# DATA SHOWN
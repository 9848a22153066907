//! The interactive run/pause/quit loop.
//!
//! ```text
//!            Start                 Quit
//!   Paused ─────────> Running ──────────> Done
//!     ^  │   <─────────
//!     │  │    Stop
//!     └──┘ Step (one generation)
//!   Paused ──── Quit ───────────────────> Done
//! ```
//!
//! A session starts paused. Input is polled once per iteration, between
//! whole steps. While running, every iteration without a `Stop` or `Quit`
//! advances one generation.

use tilelife_core::Generation;

use crate::collab::{Action, Input, NoPower, PowerHook, Screen};
use crate::world::World;

/// Where the loop is.
#[derive(Clone, Copy, Debug, PartialEq, Eq, Hash)]
pub enum RunState {
    /// Waiting for input; no stepping.
    Paused,
    /// Stepping every iteration.
    Running,
    /// Finished.
    Done,
}

/// What a finished session did.
#[derive(Clone, Copy, Debug, Default, PartialEq, Eq)]
pub struct SessionSummary {
    /// Generations advanced during the session.
    pub steps: u64,
    /// Times input was polled.
    pub polls: u64,
    /// Generation reached when the session ended.
    pub final_generation: Generation,
}

/// Next state and whether to step, for one polled action.
fn transition(state: RunState, action: Option<Action>) -> (RunState, bool) {
    match (state, action) {
        (RunState::Done, _) => (RunState::Done, false),
        (_, Some(Action::Quit)) => (RunState::Done, false),
        (RunState::Paused, Some(Action::Start)) => (RunState::Running, true),
        (RunState::Paused, Some(Action::Step)) => (RunState::Paused, true),
        (RunState::Paused, Some(Action::Stop) | None) => (RunState::Paused, false),
        (RunState::Running, Some(Action::Stop)) => (RunState::Paused, false),
        (RunState::Running, Some(Action::Start | Action::Step) | None) => {
            (RunState::Running, true)
        }
    }
}

/// Drives a [`World`] from an [`Input`].
pub struct Session<'w, S: Screen> {
    world: &'w mut World<S>,
    state: RunState,
    summary: SessionSummary,
}

impl<'w, S: Screen> Session<'w, S> {
    /// A paused session over `world`.
    pub fn new(world: &'w mut World<S>) -> Self {
        let final_generation = world.generation();
        Self {
            world,
            state: RunState::Paused,
            summary: SessionSummary {
                final_generation,
                ..SessionSummary::default()
            },
        }
    }

    /// Current state.
    pub fn state(&self) -> RunState {
        self.state
    }

    /// The world being driven.
    pub fn world(&self) -> &World<S> {
        &*self.world
    }

    /// Apply one polled action without a power hook.
    ///
    /// Returns whether a generation was advanced.
    pub fn handle(&mut self, action: Option<Action>) -> bool {
        self.advance(action, &mut NoPower)
    }

    /// Poll `input` until `Quit`, stepping and redrawing as directed.
    ///
    /// The screen is drawn once before the first poll so the seed is
    /// visible while paused.
    pub fn run<I, P>(mut self, input: &mut I, power: &mut P) -> SessionSummary
    where
        I: Input + ?Sized,
        P: PowerHook + ?Sized,
    {
        self.world.redraw();
        tracing::info!(generation = %self.world.generation(), "session started");
        while self.state != RunState::Done {
            let action = input.poll();
            self.summary.polls += 1;
            self.advance(action, power);
        }
        tracing::info!(
            steps = self.summary.steps,
            generation = %self.summary.final_generation,
            "session finished"
        );
        self.summary
    }

    fn advance<P: PowerHook + ?Sized>(&mut self, action: Option<Action>, power: &mut P) -> bool {
        let (next, step) = transition(self.state, action);
        if next != self.state {
            tracing::debug!(from = ?self.state, to = ?next, ?action, "session state change");
        }
        match (self.state, next) {
            (RunState::Running, RunState::Running) => {}
            (_, RunState::Running) => power.set_busy(true),
            (RunState::Running, _) => power.set_busy(false),
            _ => {}
        }
        if next == RunState::Paused && !step {
            power.idle();
        }
        self.state = next;
        if step {
            self.world.take_step();
            self.summary.steps += 1;
        }
        self.summary.final_generation = self.world.generation();
        step
    }
}

#[cfg(test)]
mod tests {
    use super::*;
    use crate::collab::NullScreen;
    use crate::config::EngineConfig;

    #[test]
    fn transition_table() {
        use Action::*;
        use RunState::*;
        let cases = [
            (Paused, None, Paused, false),
            (Paused, Some(Start), Running, true),
            (Paused, Some(Step), Paused, true),
            (Paused, Some(Stop), Paused, false),
            (Paused, Some(Quit), Done, false),
            (Running, None, Running, true),
            (Running, Some(Start), Running, true),
            (Running, Some(Step), Running, true),
            (Running, Some(Stop), Paused, false),
            (Running, Some(Quit), Done, false),
            (Done, Some(Start), Done, false),
            (Done, None, Done, false),
        ];
        for (from, action, to, step) in cases {
            assert_eq!(transition(from, action), (to, step), "{from:?} + {action:?}");
        }
    }

    #[test]
    fn session_starts_paused_and_steps_on_demand() {
        let mut world = World::new(EngineConfig::new(4, 4), NullScreen).unwrap();
        let mut session = Session::new(&mut world);
        assert_eq!(session.state(), RunState::Paused);
        assert!(!session.handle(None));
        assert!(session.handle(Some(Action::Step)));
        assert_eq!(session.state(), RunState::Paused);
        assert_eq!(session.world().generation(), Generation(1));
    }

    #[test]
    fn stop_pauses_without_stepping() {
        let mut world = World::new(EngineConfig::new(4, 4), NullScreen).unwrap();
        let mut session = Session::new(&mut world);
        assert!(session.handle(Some(Action::Start)));
        assert!(session.handle(None));
        assert!(!session.handle(Some(Action::Stop)));
        assert_eq!(session.state(), RunState::Paused);
        assert_eq!(session.world().generation(), Generation(2));
    }
}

# DIRECTIONS
Nothing in the records may be left out; reproduce them exactly.

# YOUR SOLUTION
repository 9848a22153066907
//! The interactive run/pause/quit loop.
//!
//! ```text
//!            Start                 Quit
//!   Paused ─────────> Running ──────────> Done
//!     ^  │   <─────────
//!     │  │    Stop
//!     └──┘ Step (one generation)
//!   Paused ──── Quit ───────────────────> Done
//! ```
//!
//! A session starts paused. Input is polled once per iteration, between
//! whole steps. While running, every iteration without a `Stop` or `Quit`
//! advances one generation.

use tilelife_core::Generation;

use crate::collab::{Action, Input, NoPower, PowerHook, Screen};
use crate::world::World;

/// Where the loop is.
#[derive(Clone, Copy, Debug, PartialEq, Eq, Hash)]
pub enum RunState {
    /// Waiting for input; no stepping.
    Paused,
    /// Stepping every iteration.
    Running,
    /// Finished.
    Done,
}

/// What a finished session did.
#[derive(Clone, Copy, Debug, Default, PartialEq, Eq)]
pub struct SessionSummary {
    /// Generations advanced during the session.
    pub steps: u64,
    /// Times input was polled.
    pub polls: u64,
    /// Generation reached when the session ended.
    pub final_generation: Generation,
}

/// Next state and whether to step, for one polled action.
fn transition(state: RunState, action: Option<Action>) -> (RunState, bool) {
    match (state, action) {
        (RunState::Done, _) => (RunState::Done, false),
        (_, Some(Action::Quit)) => (RunState::Done, false),
        (RunState::Paused, Some(Action::Start)) => (RunState::Running, true),
        (RunState::Paused, Some(Action::Step)) => (RunState::Paused, true),
        (RunState::Paused, Some(Action::Stop) | None) => (RunState::Paused, false),
        (RunState::Running, Some(Action::Stop)) => (RunState::Paused, false),
        (RunState::Running, Some(Action::Start | Action::Step) | None) => {
            (RunState::Running, true)
        }
    }
}

/// Drives a [`World`] from an [`Input`].
pub struct Session<'w, S: Screen> {
    world: &'w mut World<S>,
    state: RunState,
    summary: SessionSummary,
}

impl<'w, S: Screen> Session<'w, S> {
    /// A paused session over `world`.
    pub fn new(world: &'w mut World<S>) -> Self {
        let final_generation = world.generation();
        Self {
            world,
            state: RunState::Paused,
            summary: SessionSummary {
                final_generation,
                ..SessionSummary::default()
            },
        }
    }

    /// Current state.
    pub fn state(&self) -> RunState {
        self.state
    }

    /// The world being driven.
    pub fn world(&self) -> &World<S> {
        &*self.world
    }

    /// Apply one polled action without a power hook.
    ///
    /// Returns whether a generation was advanced.
    pub fn handle(&mut self, action: Option<Action>) -> bool {
        self.advance(action, &mut NoPower)
    }

    /// Poll `input` until `Quit`, stepping and redrawing as directed.
    ///
    /// The screen is drawn once before the first poll so the seed is
    /// visible while paused.
    pub fn run<I, P>(mut self, input: &mut I, power: &mut P) -> SessionSummary
    where
        I: Input + ?Sized,
        P: PowerHook + ?Sized,
    {
        self.world.redraw();
        tracing::info!(generation = %self.world.generation(), "session started");
        while self.state != RunState::Done {
            let action = input.poll();
            self.summary.polls += 1;
            self.advance(action, power);
        }
        tracing::info!(
            steps = self.summary.steps,
            generation = %self.summary.final_generation,
            "session finished"
        );
        self.summary
    }

    fn advance<P: PowerHook + ?Sized>(&mut self, action: Option<Action>, power: &mut P) -> bool {
        let (next, step) = transition(self.state, action);
        if next != self.state {
            tracing::debug!(from = ?self.state, to = ?next, ?action, "session state change");
        }
        match (self.state, next) {
            (RunState::Running, RunState::Running) => {}
            (_, RunState::Running) => power.set_busy(true),
            (RunState::Running, _) => power.set_busy(false),
            _ => {}
        }
        if next == RunState::Paused && !step {
            power.idle();
        }
        self.state = next;
        if step {
            self.world.take_step();
            self.summary.steps += 1;
        }
        self.summary.final_generation = self.world.generation();
        step
    }
}

#[cfg(test)]
mod tests {
    use super::*;
    use crate::collab::NullScreen;
    use crate::config::EngineConfig;

    #[test]
    fn transition_table() {
        use Action::*;
        use RunState::*;
        let cases = [
            (Paused, None, Paused, false),
            (Paused, Some(Start), Running, true),
            (Paused, Some(Step), Paused, true),
            (Paused, Some(Stop), Paused, false),
            (Paused, Some(Quit), Done, false),
            (Running, None, Running, true),
            (Running, Some(Start), Running, true),
            (Running, Some(Step), Running, true),
            (Running, Some(Stop), Paused, false),
            (Running, Some(Quit), Done, false),
            (Done, Some(Start), Done, false),
            (Done, None, Done, false),
        ];
        for (from, action, to, step) in cases {
            assert_eq!(transition(from, action), (to, step), "{from:?} + {action:?}");
        }
    }

    #[test]
    fn session_starts_paused_and_steps_on_demand() {
        let mut world = World::new(EngineConfig::new(4, 4), NullScreen).unwrap();
        let mut session = Session::new(&mut world);
        assert_eq!(session.state(), RunState::Paused);
        assert!(!session.handle(None));
        assert!(session.handle(Some(Action::Step)));
        assert_eq!(session.state(), RunState::Paused);
        assert_eq!(session.world().generation(), Generation(1));
    }

    #[test]
    fn stop_pauses_without_stepping() {
        let mut world = World::new(EngineConfig::new(4, 4), NullScreen).unwrap();
        let mut session = Session::new(&mut world);
        assert!(session.handle(Some(Action::Start)));
        assert!(session.handle(None));
        assert!(!session.handle(Some(Action::Stop)));
        assert_eq!(session.state(), RunState::Paused);
        assert_eq!(session.world().generation(), Generation(2));
    }
}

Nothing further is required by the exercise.